White insists that he has done things the right way since retiring and apologises for what occurred during his career. “I am sorry for the people I have let down because of the personal choice I made at that time, but I have endeavoured to educate and guide the current stars and to ensure that future generations never have to deal with the pressures that existed in the past,” he said. “But I am very confident that our sport is going the right direction and I believe cycling has a bright future.”

He said that he was voluntarily standing down from both roles while his case is being investigated, and until both the Board of Cycling Australia and GreenEDGE decide what they will do.

This week Cycling Australia President Klaus Mueller said that he hoped that the ‘magnitude and profile’ of the USADA investigation and the Lance Armstrong doping case will prove to be a turning point for the sport.

“It might now be time to consider a range of options including an amnesty for athletes who have cheated in the past to own up to any wrongdoing and have their confessions mitigate any subsequent penalties,” he stated. “This would be dependent on the nature and extent of any infraction/s.”

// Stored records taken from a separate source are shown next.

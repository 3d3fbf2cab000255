// Copyright (C) 2025 SyncMyOrders Sp. z o.o.
// SPDX-License-Identifier: AGPL-3.0-or-later
//! Common test infrastructure for apigw-coordinator integration tests.
//!
//! Provides helpers for building electors over a shared in-memory
//! coordination service and for polling asynchronous conditions.

#![allow(dead_code)]

use std::future::Future;
use std::sync::Arc;
use std::sync::atomic::{AtomicUsize, Ordering};
use std::time::Duration;

use apigw_coordinator::election::{ElectionConfig, InMemoryCoordinator, LeaderElector};
use apigw_coordinator::tasks::{TaskError, TaskRegistry};
use tokio_util::sync::CancellationToken;

/// Default timeout for conditions that should hold almost immediately.
pub const WAIT: Duration = Duration::from_secs(5);

/// Election settings with a short retry interval.
pub fn fast_election(name: &str) -> ElectionConfig {
    ElectionConfig {
        name: name.to_string(),
        retry_interval: Duration::from_millis(20),
        session_ttl: Duration::from_secs(10),
        etcd_endpoints: Vec::new(),
    }
}

/// A replica under test: an elector plus the token that stops it.
pub struct Replica {
    pub elector: LeaderElector,
    pub cancel: CancellationToken,
    pub handle: tokio::task::JoinHandle<()>,
}

impl Replica {
    /// Start an elector named `instance_id` on `coordinator`.
    pub fn start(coordinator: &InMemoryCoordinator, config: ElectionConfig, instance_id: &str) -> Self {
        let elector =
            LeaderElector::with_instance_id(Arc::new(coordinator.clone()), config, instance_id);
        let cancel = CancellationToken::new();
        let handle = elector
            .run(cancel.clone())
            .expect("elector should start once");
        Self {
            elector,
            cancel,
            handle,
        }
    }

    /// Cancel the elector and wait for its loop to exit.
    pub async fn stop(self) {
        self.cancel.cancel();
        tokio::time::timeout(WAIT, self.handle)
            .await
            .expect("elector did not stop in time")
            .expect("elector task panicked");
    }
}

/// Poll `check` until it returns true or `timeout` elapses.
pub async fn eventually<F, Fut>(timeout: Duration, mut check: F) -> bool
where
    F: FnMut() -> Fut,
    Fut: Future<Output = bool>,
{
    let deadline = tokio::time::Instant::now() + timeout;
    loop {
        if check().await {
            return true;
        }
        if tokio::time::Instant::now() >= deadline {
            return false;
        }
        tokio::time::sleep(Duration::from_millis(10)).await;
    }
}

/// Wait until `calls` reaches `n`.
pub async fn wait_for_calls(calls: &Arc<AtomicUsize>, n: usize) -> bool {
    let calls = calls.clone();
    eventually(WAIT, move || {
        let calls = calls.clone();
        async move { calls.load(Ordering::SeqCst) >= n }
    })
    .await
}

/// Registry with a `count` task that records each call and its first argument.
pub fn counting_registry() -> (TaskRegistry, Arc<AtomicUsize>, Arc<AtomicUsize>) {
    let calls = Arc::new(AtomicUsize::new(0));
    let last_arg = Arc::new(AtomicUsize::new(0));

    let mut registry = TaskRegistry::new();
    let c = calls.clone();
    let l = last_arg.clone();
    registry.register_fn("count", move |(n,): (usize,)| {
        let c = c.clone();
        let l = l.clone();
        async move {
            l.store(n, Ordering::SeqCst);
            c.fetch_add(1, Ordering::SeqCst);
            Ok::<(), TaskError>(())
        }
    });

    (registry, calls, last_arg)
}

Matt White’s full statement is as follows:

I am aware my name has been mentioned during talks that USADA has had with former team mates of mine in their investigation regarding doping activities at the US Postal Service team. I am sad to say that I was part of a team where doping formed part of the team's strategy, and I too was involved in that strategy. My involvement is something I am not proud of and I sincerely apologise to my fans, media, family and friends who trusted me and also to other athletes in my era that consciously chose not to dope.

I stopped my racing career because I had the opportunity to be part of something that had the potential to actually change cycling. The ideas about a clean team that Dave Millar and Jonathan Vaughters spoke to me about back then, were ones that the sport desperately needed. History has shown that these ideas when fully implemented had a lasting affect on our sport. With key elements like " blood profiling" which then was later taken on board as the "Athlete Biological Passport" and the "No-Needles-Policy" which was also adopted by the UCI and WADA, a radical change for the better started to dominate the minds of a lot of athletes. These are legacies that were pioneered at Slipstream and they have had a real and lasting impact on cycling.

In my roles with Slipstream Sports, Cycling Australia and now at ORICA-GreenEDGE, I have always acted within the ethos of clean sport and I am very proud to have worked with the new generation of clean superstars.

A lot has changed for the better, cycling is totally different now, and I have seen these changes as an athlete and also in management with my own eyes in the last decade.

As a sport, cycling has received a lot of criticism regarding doping and rightfully so - but certain teams have also lead the way in fighting an otherwise never ending battle to ensure that professional cycling can stay clean. This battle starts from within and we have had great success in changing this in the current culture in our sport. I am convinced that this battle will need constant monitoring and we must learn constructively from the past. The approach that many riders of my generation had cannot be repeated, and I believe that cycling now has the most rigorous and complete testing regimes of any sport.

I am sorry for the people I have let down because of the personal choice I made at that time, but I have endeavoured to educate and guide the current stars and to ensure that future generations never have to deal with the pressures that existed in the past. But I am very confident that our sport is going the right direction and I believe cycling has a bright future.

Given my admissions above, I have been in contact with my employees and will be voluntarily standing down from my positions with the National Men's High Performance Program with Cycling Australia and as a Sports Director with GreenEDGE Cycling while inquiries into my case are conducted and the Board of Cycling Australia and GreenEDGE make a determination regarding my future with each organisation. I will be refraining from making any further comments until this process has run its due course.